Problem to work on: Please return the lines below verbatim, beginning at the one that has "let mut config" and stopping after the one that has "(Some(expected), None) =>", and add no other lines.

Records from a dataset:
_____
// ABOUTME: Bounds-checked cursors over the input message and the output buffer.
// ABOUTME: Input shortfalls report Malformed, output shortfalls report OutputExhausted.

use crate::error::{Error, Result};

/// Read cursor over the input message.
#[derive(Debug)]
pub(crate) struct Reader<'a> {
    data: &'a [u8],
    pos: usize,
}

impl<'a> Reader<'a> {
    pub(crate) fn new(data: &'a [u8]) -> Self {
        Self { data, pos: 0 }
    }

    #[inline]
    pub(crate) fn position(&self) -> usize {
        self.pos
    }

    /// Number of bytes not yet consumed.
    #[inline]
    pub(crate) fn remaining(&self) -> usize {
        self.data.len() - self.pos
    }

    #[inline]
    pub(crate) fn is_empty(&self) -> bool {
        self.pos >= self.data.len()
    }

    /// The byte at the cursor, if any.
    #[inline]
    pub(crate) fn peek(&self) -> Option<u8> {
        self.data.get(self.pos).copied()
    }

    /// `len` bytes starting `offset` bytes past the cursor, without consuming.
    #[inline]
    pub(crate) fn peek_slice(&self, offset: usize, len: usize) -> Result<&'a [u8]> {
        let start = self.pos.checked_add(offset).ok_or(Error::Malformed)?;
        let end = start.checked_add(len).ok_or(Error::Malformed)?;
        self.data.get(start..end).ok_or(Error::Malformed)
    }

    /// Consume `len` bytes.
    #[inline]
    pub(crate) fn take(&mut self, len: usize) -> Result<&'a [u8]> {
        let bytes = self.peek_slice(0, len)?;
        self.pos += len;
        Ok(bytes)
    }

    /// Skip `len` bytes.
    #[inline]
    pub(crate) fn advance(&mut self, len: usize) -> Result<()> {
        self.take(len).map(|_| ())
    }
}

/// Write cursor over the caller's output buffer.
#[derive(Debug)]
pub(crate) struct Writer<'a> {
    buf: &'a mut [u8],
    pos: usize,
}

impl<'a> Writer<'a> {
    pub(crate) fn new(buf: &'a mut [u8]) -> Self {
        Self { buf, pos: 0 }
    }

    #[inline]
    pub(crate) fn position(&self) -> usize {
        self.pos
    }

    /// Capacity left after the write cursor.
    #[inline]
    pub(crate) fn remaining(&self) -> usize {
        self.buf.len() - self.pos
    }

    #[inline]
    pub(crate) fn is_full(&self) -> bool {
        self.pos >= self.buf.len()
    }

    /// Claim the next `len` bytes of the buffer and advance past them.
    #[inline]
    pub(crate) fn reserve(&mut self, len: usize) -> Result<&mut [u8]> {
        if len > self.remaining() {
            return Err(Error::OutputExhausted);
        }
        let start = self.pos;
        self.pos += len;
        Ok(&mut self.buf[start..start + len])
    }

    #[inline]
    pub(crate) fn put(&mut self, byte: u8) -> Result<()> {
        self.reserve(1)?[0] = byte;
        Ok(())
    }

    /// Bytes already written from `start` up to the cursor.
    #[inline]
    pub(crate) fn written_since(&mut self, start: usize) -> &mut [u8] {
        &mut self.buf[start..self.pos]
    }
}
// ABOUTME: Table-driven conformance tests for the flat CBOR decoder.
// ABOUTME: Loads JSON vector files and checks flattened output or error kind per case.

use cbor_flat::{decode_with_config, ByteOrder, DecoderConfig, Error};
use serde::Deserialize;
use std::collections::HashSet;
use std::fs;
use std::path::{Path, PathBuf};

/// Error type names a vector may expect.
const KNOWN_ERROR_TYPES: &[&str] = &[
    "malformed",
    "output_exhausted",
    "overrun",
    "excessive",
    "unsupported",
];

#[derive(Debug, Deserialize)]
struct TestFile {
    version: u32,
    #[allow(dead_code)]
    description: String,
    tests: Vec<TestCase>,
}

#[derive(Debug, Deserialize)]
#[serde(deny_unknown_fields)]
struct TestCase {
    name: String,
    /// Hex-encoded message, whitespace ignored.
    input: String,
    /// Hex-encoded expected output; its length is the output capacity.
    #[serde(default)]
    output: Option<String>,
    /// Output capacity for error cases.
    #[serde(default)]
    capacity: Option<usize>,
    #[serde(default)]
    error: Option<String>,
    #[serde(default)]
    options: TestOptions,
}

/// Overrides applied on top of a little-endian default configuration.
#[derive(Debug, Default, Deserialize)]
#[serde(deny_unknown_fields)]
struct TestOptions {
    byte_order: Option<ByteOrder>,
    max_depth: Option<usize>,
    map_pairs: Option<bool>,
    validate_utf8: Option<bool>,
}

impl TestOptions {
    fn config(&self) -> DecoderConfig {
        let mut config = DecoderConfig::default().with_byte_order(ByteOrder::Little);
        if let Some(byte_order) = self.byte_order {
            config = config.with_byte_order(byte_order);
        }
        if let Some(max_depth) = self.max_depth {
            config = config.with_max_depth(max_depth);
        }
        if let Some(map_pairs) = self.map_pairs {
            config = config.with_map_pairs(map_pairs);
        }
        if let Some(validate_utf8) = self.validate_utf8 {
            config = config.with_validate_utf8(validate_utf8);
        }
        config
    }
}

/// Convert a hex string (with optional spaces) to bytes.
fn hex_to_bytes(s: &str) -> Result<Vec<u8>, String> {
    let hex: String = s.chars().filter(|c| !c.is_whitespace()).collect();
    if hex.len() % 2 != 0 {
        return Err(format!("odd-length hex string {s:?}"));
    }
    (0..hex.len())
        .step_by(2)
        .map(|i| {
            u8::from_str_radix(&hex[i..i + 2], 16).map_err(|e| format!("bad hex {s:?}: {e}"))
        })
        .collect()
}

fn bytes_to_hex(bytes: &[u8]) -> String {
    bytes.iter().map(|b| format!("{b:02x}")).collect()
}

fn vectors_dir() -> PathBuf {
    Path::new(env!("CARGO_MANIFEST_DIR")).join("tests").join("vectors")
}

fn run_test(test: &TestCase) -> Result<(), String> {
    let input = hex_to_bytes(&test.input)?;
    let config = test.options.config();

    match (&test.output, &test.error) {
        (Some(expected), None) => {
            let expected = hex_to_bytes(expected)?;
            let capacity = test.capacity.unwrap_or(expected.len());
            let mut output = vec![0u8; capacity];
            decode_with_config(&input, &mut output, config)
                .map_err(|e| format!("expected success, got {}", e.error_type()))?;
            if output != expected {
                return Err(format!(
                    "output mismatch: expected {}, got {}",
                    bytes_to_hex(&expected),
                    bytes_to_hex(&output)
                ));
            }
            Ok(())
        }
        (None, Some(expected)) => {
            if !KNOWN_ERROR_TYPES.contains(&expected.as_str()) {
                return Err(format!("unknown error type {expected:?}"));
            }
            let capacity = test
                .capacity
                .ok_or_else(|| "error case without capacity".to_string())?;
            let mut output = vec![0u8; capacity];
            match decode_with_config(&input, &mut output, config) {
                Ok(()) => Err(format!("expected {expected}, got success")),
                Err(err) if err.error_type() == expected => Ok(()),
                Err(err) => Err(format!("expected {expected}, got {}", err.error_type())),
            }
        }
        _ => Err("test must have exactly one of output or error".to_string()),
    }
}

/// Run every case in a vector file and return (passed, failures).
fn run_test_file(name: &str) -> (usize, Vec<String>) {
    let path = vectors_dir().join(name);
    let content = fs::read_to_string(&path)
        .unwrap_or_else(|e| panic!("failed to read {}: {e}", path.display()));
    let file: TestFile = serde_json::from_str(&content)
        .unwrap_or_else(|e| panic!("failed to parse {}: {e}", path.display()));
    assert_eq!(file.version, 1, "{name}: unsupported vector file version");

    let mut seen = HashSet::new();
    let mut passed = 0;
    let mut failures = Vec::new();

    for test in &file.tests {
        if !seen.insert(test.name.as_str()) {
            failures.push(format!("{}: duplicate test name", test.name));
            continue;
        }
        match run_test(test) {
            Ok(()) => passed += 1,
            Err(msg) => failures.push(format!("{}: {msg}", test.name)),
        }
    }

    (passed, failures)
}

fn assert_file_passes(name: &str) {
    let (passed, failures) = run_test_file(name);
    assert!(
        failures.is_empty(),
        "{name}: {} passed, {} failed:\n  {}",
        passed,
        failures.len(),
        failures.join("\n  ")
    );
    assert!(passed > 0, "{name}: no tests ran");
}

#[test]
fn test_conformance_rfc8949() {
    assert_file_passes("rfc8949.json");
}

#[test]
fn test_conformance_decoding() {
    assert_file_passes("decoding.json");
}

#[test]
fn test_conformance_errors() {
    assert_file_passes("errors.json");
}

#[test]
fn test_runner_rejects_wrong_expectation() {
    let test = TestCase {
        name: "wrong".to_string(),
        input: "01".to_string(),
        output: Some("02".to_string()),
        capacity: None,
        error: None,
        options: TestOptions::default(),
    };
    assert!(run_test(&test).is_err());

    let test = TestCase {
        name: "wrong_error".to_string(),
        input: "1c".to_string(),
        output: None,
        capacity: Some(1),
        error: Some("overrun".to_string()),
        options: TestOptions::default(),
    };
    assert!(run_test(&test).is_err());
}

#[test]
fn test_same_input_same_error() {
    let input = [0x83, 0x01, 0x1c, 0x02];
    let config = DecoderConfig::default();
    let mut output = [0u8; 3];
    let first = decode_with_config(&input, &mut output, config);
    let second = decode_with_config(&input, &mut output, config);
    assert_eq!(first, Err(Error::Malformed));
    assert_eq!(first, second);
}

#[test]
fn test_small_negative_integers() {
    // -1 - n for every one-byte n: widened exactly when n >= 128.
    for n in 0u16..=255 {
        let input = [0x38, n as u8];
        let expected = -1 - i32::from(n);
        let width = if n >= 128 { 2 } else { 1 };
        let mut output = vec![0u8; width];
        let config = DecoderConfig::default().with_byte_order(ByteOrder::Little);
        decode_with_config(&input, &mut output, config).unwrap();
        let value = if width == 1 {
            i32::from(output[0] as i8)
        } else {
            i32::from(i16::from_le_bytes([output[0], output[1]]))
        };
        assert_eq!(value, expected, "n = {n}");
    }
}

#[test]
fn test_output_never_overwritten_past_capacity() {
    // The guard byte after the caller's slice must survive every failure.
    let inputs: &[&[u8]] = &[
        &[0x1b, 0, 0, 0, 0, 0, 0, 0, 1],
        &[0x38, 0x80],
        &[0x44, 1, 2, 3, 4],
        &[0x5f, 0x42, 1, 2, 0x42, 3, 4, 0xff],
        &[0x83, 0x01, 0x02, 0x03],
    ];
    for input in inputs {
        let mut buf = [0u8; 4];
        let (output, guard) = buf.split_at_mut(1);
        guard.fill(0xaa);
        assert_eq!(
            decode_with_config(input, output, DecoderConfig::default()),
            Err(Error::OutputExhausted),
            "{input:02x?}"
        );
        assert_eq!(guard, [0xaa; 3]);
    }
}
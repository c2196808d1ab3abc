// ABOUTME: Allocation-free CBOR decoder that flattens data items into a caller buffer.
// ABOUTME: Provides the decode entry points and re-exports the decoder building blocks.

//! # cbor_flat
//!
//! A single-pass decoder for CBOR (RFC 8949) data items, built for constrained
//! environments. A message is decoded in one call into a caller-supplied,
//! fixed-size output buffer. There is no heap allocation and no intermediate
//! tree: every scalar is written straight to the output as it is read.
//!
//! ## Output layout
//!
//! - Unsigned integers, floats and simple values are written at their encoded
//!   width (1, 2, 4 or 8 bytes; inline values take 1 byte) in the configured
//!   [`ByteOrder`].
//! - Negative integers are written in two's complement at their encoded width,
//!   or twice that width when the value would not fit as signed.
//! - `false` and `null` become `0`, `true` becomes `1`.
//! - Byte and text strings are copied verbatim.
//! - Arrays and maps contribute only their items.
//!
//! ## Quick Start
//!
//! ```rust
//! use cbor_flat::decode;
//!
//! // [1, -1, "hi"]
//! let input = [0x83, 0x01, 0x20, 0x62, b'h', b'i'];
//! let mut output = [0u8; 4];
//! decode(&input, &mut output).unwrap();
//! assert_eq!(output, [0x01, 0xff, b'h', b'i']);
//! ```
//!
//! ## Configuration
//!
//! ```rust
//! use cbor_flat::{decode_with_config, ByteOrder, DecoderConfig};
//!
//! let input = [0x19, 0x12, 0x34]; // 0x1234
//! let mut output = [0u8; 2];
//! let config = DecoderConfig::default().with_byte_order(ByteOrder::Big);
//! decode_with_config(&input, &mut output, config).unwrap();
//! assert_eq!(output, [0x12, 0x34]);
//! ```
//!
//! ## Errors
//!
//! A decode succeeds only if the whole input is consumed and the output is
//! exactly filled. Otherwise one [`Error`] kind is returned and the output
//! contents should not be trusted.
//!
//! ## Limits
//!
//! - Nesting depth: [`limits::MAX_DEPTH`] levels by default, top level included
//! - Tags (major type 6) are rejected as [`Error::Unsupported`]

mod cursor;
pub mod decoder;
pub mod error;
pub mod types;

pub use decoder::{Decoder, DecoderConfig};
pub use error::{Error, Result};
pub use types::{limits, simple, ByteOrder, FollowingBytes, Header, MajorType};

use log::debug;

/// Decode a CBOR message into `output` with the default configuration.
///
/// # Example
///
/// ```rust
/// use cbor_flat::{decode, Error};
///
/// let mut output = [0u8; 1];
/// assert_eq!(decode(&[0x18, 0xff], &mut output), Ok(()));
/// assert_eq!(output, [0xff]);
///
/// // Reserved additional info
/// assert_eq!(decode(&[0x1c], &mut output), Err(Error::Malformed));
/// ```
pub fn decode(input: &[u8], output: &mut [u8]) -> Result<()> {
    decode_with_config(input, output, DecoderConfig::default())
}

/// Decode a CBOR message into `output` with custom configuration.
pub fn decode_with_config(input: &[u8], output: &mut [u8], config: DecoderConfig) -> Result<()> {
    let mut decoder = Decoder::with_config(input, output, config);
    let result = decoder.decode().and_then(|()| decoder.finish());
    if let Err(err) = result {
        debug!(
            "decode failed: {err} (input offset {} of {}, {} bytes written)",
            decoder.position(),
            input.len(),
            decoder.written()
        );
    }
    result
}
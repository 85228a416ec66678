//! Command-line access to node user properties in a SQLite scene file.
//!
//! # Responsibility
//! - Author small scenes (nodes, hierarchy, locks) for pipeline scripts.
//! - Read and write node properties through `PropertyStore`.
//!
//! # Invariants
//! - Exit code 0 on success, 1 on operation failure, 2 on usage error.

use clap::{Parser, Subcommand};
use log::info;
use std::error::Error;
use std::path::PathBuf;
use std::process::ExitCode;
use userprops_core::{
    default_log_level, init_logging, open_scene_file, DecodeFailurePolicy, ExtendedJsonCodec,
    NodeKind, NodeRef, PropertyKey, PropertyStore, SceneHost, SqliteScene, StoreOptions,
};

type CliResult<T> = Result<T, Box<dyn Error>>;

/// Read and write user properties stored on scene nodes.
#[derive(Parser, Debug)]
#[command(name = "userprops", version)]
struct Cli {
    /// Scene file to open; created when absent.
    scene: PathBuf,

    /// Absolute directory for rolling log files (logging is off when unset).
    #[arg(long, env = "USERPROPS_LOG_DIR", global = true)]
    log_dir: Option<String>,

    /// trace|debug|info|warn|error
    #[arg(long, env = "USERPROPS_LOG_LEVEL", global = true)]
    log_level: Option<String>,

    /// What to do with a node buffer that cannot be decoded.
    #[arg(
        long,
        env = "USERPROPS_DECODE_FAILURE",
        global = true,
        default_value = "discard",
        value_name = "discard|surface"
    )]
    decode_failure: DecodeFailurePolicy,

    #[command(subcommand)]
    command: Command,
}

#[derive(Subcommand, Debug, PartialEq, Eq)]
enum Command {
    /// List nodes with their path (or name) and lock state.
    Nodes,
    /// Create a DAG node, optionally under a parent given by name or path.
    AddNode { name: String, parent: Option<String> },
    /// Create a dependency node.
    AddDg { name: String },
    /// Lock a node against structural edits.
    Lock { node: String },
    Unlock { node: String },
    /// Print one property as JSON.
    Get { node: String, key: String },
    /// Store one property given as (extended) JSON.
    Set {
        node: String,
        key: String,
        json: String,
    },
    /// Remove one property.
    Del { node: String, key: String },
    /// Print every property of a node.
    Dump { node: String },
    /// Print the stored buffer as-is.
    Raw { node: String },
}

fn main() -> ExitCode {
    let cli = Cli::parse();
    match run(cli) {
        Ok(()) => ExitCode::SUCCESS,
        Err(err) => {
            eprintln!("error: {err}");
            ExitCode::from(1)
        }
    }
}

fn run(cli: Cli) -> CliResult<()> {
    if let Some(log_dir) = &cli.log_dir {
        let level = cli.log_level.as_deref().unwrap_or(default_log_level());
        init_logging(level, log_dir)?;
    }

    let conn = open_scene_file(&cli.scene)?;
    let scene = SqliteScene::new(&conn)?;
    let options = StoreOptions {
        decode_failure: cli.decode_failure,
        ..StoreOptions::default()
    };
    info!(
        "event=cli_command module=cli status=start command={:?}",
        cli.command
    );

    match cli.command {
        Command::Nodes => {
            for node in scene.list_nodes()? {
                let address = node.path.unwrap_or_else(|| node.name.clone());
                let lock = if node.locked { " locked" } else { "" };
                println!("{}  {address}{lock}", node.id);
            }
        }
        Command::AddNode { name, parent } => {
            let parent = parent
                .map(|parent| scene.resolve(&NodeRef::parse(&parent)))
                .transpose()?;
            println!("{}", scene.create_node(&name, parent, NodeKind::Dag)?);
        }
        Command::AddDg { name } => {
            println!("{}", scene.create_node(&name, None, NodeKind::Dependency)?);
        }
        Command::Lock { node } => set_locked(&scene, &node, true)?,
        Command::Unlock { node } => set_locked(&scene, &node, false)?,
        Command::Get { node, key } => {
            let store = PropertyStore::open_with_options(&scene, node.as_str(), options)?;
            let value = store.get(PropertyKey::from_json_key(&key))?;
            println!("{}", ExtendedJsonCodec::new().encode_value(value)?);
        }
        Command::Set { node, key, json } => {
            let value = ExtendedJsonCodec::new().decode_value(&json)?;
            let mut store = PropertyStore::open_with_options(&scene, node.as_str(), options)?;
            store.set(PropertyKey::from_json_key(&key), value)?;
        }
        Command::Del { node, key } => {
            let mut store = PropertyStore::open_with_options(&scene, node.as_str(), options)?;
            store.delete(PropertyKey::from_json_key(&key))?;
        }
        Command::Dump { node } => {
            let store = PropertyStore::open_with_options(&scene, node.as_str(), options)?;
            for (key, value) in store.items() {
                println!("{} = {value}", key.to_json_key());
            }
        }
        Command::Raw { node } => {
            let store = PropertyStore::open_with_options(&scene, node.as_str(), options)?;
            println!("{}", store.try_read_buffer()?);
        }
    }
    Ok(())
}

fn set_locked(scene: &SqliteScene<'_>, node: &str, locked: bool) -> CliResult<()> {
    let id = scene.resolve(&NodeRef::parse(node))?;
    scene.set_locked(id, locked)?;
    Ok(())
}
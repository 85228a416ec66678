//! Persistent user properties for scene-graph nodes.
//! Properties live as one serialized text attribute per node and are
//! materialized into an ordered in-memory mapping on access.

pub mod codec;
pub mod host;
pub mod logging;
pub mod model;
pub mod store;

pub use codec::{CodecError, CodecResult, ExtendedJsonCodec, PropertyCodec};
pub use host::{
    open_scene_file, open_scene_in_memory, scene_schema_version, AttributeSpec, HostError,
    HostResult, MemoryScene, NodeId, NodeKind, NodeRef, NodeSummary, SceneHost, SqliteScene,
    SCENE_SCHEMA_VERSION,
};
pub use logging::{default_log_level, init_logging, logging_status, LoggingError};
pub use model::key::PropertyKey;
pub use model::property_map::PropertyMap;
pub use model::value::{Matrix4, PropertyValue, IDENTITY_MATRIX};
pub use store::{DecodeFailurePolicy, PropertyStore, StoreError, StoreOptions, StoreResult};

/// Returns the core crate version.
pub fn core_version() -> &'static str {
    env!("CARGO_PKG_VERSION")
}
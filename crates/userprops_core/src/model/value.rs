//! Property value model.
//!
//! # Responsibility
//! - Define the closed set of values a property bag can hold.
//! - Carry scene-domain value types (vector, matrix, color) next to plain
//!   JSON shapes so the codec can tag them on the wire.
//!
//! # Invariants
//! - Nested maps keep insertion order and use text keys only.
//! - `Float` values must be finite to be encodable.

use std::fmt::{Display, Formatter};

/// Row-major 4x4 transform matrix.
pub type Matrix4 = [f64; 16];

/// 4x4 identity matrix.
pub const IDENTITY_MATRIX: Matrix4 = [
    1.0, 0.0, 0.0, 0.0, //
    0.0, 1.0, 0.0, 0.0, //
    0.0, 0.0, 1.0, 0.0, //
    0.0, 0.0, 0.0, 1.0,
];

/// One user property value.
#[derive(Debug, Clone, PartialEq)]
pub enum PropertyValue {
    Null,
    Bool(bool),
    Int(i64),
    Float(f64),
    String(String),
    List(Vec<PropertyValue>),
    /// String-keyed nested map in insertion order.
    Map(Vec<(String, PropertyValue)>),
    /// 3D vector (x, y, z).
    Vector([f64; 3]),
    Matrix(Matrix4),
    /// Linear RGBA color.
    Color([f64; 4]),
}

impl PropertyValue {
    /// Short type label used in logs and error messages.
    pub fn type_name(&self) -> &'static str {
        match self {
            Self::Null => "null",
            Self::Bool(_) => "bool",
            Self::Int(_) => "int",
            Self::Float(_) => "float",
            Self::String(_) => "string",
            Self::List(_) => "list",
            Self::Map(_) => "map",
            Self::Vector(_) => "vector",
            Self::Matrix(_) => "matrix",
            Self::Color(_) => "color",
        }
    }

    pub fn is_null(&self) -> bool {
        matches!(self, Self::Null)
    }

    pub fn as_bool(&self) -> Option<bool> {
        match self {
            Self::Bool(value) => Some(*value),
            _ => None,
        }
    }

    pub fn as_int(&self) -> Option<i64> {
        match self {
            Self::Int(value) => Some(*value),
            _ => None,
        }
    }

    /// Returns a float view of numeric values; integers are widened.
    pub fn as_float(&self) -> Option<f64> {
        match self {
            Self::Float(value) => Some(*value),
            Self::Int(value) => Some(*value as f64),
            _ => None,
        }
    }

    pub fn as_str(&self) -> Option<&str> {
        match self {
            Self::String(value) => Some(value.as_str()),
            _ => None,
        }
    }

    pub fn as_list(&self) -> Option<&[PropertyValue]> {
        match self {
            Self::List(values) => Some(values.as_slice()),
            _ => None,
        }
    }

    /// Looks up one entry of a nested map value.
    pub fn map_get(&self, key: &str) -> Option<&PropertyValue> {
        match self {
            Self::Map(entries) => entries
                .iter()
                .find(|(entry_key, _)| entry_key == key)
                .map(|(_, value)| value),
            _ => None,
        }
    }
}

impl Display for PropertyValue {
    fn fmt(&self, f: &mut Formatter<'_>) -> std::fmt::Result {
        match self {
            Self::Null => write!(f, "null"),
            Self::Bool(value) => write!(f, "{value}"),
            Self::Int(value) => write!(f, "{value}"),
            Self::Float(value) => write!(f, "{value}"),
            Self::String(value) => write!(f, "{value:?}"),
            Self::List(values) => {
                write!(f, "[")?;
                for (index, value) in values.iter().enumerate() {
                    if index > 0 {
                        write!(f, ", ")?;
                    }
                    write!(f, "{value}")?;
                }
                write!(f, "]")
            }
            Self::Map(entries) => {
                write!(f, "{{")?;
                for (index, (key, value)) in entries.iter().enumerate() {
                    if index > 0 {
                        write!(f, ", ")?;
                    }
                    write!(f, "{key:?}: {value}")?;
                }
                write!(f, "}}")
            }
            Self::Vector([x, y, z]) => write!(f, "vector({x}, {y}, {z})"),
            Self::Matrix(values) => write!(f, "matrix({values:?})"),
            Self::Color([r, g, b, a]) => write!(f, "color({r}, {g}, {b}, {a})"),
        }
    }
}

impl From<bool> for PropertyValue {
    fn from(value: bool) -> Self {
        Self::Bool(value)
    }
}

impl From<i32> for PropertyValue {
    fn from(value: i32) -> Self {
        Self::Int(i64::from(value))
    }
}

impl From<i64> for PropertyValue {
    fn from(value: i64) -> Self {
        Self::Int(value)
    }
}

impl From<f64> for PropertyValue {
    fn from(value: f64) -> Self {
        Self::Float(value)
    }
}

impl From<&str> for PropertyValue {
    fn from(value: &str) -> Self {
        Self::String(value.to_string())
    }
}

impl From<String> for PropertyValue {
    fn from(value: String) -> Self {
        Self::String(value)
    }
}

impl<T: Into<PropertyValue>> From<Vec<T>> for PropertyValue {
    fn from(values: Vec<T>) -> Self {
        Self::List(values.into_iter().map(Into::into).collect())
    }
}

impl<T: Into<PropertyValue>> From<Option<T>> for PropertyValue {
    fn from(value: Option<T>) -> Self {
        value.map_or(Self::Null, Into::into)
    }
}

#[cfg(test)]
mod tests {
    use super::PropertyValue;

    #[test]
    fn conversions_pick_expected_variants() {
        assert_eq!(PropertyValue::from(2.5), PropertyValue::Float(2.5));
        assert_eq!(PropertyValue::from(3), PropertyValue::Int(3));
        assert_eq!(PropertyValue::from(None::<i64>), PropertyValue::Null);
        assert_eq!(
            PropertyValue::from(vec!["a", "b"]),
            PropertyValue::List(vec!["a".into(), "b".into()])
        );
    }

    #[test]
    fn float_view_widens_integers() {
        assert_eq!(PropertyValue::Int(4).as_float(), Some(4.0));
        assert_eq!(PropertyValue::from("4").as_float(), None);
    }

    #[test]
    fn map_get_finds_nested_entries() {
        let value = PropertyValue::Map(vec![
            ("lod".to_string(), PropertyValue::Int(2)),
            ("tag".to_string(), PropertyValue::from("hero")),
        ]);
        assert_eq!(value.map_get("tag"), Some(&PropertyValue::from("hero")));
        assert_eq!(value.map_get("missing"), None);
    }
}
_____
Task answer:
        let mut config = DecoderConfig::default().with_byte_order(ByteOrder::Little);
        if let Some(byte_order) = self.byte_order {
            config = config.with_byte_order(byte_order);
        }
        if let Some(max_depth) = self.max_depth {
            config = config.with_max_depth(max_depth);
        }
        if let Some(map_pairs) = self.map_pairs {
            config = config.with_map_pairs(map_pairs);
        }
        if let Some(validate_utf8) = self.validate_utf8 {
            config = config.with_validate_utf8(validate_utf8);
        }
        config
    }
}

/// Convert a hex string (with optional spaces) to bytes.
fn hex_to_bytes(s: &str) -> Result<Vec<u8>, String> {
    let hex: String = s.chars().filter(|c| !c.is_whitespace()).collect();
    if hex.len() % 2 != 0 {
        return Err(format!("odd-length hex string {s:?}"));
    }
    (0..hex.len())
        .step_by(2)
        .map(|i| {
            u8::from_str_radix(&hex[i..i + 2], 16).map_err(|e| format!("bad hex {s:?}: {e}"))
        })
        .collect()
}

fn bytes_to_hex(bytes: &[u8]) -> String {
    bytes.iter().map(|b| format!("{b:02x}")).collect()
}

fn vectors_dir() -> PathBuf {
    Path::new(env!("CARGO_MANIFEST_DIR")).join("tests").join("vectors")
}

fn run_test(test: &TestCase) -> Result<(), String> {
    let input = hex_to_bytes(&test.input)?;
    let config = test.options.config();

    match (&test.output, &test.error) {
        (Some(expected), None) => {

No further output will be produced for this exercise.